▶ Task details
Every entry should be returned exactly. Omit none of them.
··· Dataset excerpts ···
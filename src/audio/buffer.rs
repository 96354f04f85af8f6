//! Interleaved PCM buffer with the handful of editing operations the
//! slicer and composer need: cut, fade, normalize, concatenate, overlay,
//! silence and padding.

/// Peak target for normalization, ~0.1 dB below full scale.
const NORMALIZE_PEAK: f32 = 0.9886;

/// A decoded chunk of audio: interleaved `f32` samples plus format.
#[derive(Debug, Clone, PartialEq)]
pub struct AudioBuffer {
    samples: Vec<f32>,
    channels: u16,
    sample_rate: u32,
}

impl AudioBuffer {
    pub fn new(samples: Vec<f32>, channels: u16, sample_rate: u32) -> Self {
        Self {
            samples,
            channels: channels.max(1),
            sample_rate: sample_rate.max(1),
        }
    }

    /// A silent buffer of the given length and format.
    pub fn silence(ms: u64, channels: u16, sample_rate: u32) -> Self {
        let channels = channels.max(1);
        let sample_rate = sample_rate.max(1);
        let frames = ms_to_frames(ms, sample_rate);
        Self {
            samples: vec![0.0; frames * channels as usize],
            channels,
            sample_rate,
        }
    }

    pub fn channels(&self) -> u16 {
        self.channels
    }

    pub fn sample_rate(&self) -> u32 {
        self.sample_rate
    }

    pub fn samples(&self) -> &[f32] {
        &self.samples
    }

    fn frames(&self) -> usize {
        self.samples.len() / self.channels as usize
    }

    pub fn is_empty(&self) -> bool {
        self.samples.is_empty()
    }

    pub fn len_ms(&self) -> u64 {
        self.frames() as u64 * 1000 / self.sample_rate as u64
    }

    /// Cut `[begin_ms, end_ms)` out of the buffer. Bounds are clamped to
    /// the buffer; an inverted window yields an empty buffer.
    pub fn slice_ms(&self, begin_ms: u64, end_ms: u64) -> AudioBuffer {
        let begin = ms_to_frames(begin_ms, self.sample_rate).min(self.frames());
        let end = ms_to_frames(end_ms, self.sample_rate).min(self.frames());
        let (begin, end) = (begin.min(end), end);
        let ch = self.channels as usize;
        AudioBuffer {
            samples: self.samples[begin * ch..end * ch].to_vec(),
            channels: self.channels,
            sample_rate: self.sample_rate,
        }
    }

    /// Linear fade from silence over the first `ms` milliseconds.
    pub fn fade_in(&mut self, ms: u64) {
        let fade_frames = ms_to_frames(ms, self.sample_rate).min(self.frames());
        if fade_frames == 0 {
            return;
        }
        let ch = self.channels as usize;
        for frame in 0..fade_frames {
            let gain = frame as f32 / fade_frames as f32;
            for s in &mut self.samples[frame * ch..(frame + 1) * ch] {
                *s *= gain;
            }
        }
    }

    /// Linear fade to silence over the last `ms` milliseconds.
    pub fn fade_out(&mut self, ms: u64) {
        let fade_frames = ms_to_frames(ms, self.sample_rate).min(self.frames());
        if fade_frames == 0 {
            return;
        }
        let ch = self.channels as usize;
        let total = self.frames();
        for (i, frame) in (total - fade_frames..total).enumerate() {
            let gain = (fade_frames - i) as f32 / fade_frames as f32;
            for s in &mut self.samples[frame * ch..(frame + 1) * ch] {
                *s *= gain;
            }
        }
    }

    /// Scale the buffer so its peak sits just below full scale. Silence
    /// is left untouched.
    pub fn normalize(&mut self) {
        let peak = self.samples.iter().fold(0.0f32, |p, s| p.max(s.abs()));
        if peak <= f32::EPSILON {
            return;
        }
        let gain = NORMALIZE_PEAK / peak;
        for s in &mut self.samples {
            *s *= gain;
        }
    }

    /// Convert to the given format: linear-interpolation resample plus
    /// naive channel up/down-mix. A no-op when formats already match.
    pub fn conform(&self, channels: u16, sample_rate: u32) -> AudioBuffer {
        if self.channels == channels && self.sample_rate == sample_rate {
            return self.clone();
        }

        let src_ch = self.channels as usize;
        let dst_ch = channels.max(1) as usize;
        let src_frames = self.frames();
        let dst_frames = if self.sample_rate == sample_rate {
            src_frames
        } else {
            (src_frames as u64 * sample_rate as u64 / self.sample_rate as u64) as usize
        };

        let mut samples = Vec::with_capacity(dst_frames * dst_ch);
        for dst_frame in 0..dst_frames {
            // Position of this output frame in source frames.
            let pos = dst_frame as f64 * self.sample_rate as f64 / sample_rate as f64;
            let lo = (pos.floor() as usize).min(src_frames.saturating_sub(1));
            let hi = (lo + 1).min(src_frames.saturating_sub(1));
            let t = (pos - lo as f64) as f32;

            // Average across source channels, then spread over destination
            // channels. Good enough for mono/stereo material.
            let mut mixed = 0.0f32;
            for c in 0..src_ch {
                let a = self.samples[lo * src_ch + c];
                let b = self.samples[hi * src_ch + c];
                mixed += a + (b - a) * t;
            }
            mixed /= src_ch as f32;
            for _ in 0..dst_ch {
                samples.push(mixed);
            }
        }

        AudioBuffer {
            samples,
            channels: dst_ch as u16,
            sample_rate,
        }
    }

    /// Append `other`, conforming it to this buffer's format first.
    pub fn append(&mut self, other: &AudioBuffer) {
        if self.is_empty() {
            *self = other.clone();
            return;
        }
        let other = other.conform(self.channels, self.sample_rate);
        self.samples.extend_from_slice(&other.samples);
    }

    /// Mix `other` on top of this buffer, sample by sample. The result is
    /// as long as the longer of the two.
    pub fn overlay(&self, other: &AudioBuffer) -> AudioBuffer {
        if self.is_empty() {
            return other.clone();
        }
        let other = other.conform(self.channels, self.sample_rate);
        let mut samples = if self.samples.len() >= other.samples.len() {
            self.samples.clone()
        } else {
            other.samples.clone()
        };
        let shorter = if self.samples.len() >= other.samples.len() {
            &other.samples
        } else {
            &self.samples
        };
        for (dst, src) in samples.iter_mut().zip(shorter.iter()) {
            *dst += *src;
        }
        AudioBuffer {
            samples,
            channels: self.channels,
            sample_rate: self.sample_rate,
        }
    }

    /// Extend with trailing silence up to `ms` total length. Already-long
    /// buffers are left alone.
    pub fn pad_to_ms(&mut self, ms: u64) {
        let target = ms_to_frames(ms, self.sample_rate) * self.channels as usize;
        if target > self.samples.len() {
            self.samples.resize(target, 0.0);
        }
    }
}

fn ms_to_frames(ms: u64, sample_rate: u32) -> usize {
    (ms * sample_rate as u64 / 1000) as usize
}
···
▶ Response area
filename src/audio/buffer.rs
repository 96354f04f85af8f6
//! Interleaved PCM buffer with the handful of editing operations the
//! slicer and composer need: cut, fade, normalize, concatenate, overlay,
//! silence and padding.

/// Peak target for normalization, ~0.1 dB below full scale.
const NORMALIZE_PEAK: f32 = 0.9886;

/// A decoded chunk of audio: interleaved `f32` samples plus format.
#[derive(Debug, Clone, PartialEq)]
pub struct AudioBuffer {
    samples: Vec<f32>,
    channels: u16,
    sample_rate: u32,
}

impl AudioBuffer {
    pub fn new(samples: Vec<f32>, channels: u16, sample_rate: u32) -> Self {
        Self {
            samples,
            channels: channels.max(1),
            sample_rate: sample_rate.max(1),
        }
    }

    /// A silent buffer of the given length and format.
    pub fn silence(ms: u64, channels: u16, sample_rate: u32) -> Self {
        let channels = channels.max(1);
        let sample_rate = sample_rate.max(1);
        let frames = ms_to_frames(ms, sample_rate);
        Self {
            samples: vec![0.0; frames * channels as usize],
            channels,
            sample_rate,
        }
    }

    pub fn channels(&self) -> u16 {
        self.channels
    }

    pub fn sample_rate(&self) -> u32 {
        self.sample_rate
    }

    pub fn samples(&self) -> &[f32] {
        &self.samples
    }

    fn frames(&self) -> usize {
        self.samples.len() / self.channels as usize
    }

    pub fn is_empty(&self) -> bool {
        self.samples.is_empty()
    }

    pub fn len_ms(&self) -> u64 {
        self.frames() as u64 * 1000 / self.sample_rate as u64
    }

    /// Cut `[begin_ms, end_ms)` out of the buffer. Bounds are clamped to
    /// the buffer; an inverted window yields an empty buffer.
    pub fn slice_ms(&self, begin_ms: u64, end_ms: u64) -> AudioBuffer {
        let begin = ms_to_frames(begin_ms, self.sample_rate).min(self.frames());
        let end = ms_to_frames(end_ms, self.sample_rate).min(self.frames());
        let (begin, end) = (begin.min(end), end);
        let ch = self.channels as usize;
        AudioBuffer {
            samples: self.samples[begin * ch..end * ch].to_vec(),
            channels: self.channels,
            sample_rate: self.sample_rate,
        }
    }

    /// Linear fade from silence over the first `ms` milliseconds.
    pub fn fade_in(&mut self, ms: u64) {
        let fade_frames = ms_to_frames(ms, self.sample_rate).min(self.frames());
        if fade_frames == 0 {
            return;
        }
        let ch = self.channels as usize;
        for frame in 0..fade_frames {
            let gain = frame as f32 / fade_frames as f32;
            for s in &mut self.samples[frame * ch..(frame + 1) * ch] {
                *s *= gain;
            }
        }
    }

    /// Linear fade to silence over the last `ms` milliseconds.
    pub fn fade_out(&mut self, ms: u64) {
        let fade_frames = ms_to_frames(ms, self.sample_rate).min(self.frames());
        if fade_frames == 0 {
            return;
        }
        let ch = self.channels as usize;
        let total = self.frames();
        for (i, frame) in (total - fade_frames..total).enumerate() {
            let gain = (fade_frames - i) as f32 / fade_frames as f32;
            for s in &mut self.samples[frame * ch..(frame + 1) * ch] {
                *s *= gain;
            }
        }
    }

    /// Scale the buffer so its peak sits just below full scale. Silence
    /// is left untouched.
    pub fn normalize(&mut self) {
        let peak = self.samples.iter().fold(0.0f32, |p, s| p.max(s.abs()));
        if peak <= f32::EPSILON {
            return;
        }
        let gain = NORMALIZE_PEAK / peak;
        for s in &mut self.samples {
            *s *= gain;
        }
    }

    /// Convert to the given format: linear-interpolation resample plus
    /// naive channel up/down-mix. A no-op when formats already match.
    pub fn conform(&self, channels: u16, sample_rate: u32) -> AudioBuffer {
        if self.channels == channels && self.sample_rate == sample_rate {
            return self.clone();
        }

        let src_ch = self.channels as usize;
        let dst_ch = channels.max(1) as usize;
        let src_frames = self.frames();
        let dst_frames = if self.sample_rate == sample_rate {
            src_frames
        } else {
            (src_frames as u64 * sample_rate as u64 / self.sample_rate as u64) as usize
        };

        let mut samples = Vec::with_capacity(dst_frames * dst_ch);
        for dst_frame in 0..dst_frames {
            // Position of this output frame in source frames.
            let pos = dst_frame as f64 * self.sample_rate as f64 / sample_rate as f64;
            let lo = (pos.floor() as usize).min(src_frames.saturating_sub(1));
            let hi = (lo + 1).min(src_frames.saturating_sub(1));
            let t = (pos - lo as f64) as f32;

            // Average across source channels, then spread over destination
            // channels. Good enough for mono/stereo material.
            let mut mixed = 0.0f32;
            for c in 0..src_ch {
                let a = self.samples[lo * src_ch + c];
                let b = self.samples[hi * src_ch + c];
                mixed += a + (b - a) * t;
            }
            mixed /= src_ch as f32;
            for _ in 0..dst_ch {
                samples.push(mixed);
            }
        }

        AudioBuffer {
            samples,
            channels: dst_ch as u16,
            sample_rate,
        }
    }

    /// Append `other`, conforming it to this buffer's format first.
    pub fn append(&mut self, other: &AudioBuffer) {
        if self.is_empty() {
            *self = other.clone();
            return;
        }
        let other = other.conform(self.channels, self.sample_rate);
        self.samples.extend_from_slice(&other.samples);
    }

    /// Mix `other` on top of this buffer, sample by sample. The result is
    /// as long as the longer of the two.
    pub fn overlay(&self, other: &AudioBuffer) -> AudioBuffer {
        if self.is_empty() {
            return other.clone();
        }
        let other = other.conform(self.channels, self.sample_rate);
        let mut samples = if self.samples.len() >= other.samples.len() {
            self.samples.clone()
        } else {
            other.samples.clone()
        };
        let shorter = if self.samples.len() >= other.samples.len() {
            &other.samples
        } else {
            &self.samples
        };
        for (dst, src) in samples.iter_mut().zip(shorter.iter()) {
            *dst += *src;
        }
        AudioBuffer {
            samples,
            channels: self.channels,
            sample_rate: self.sample_rate,
        }
    }

    /// Extend with trailing silence up to `ms` total length. Already-long
    /// buffers are left alone.
    pub fn pad_to_ms(&mut self, ms: u64) {
        let target = ms_to_frames(ms, self.sample_rate) * self.channels as usize;
        if target > self.samples.len() {
            self.samples.resize(target, 0.0);
        }
    }
}

fn ms_to_frames(ms: u64, sample_rate: u32) -> usize {
    (ms * sample_rate as u64 / 1000) as usize
}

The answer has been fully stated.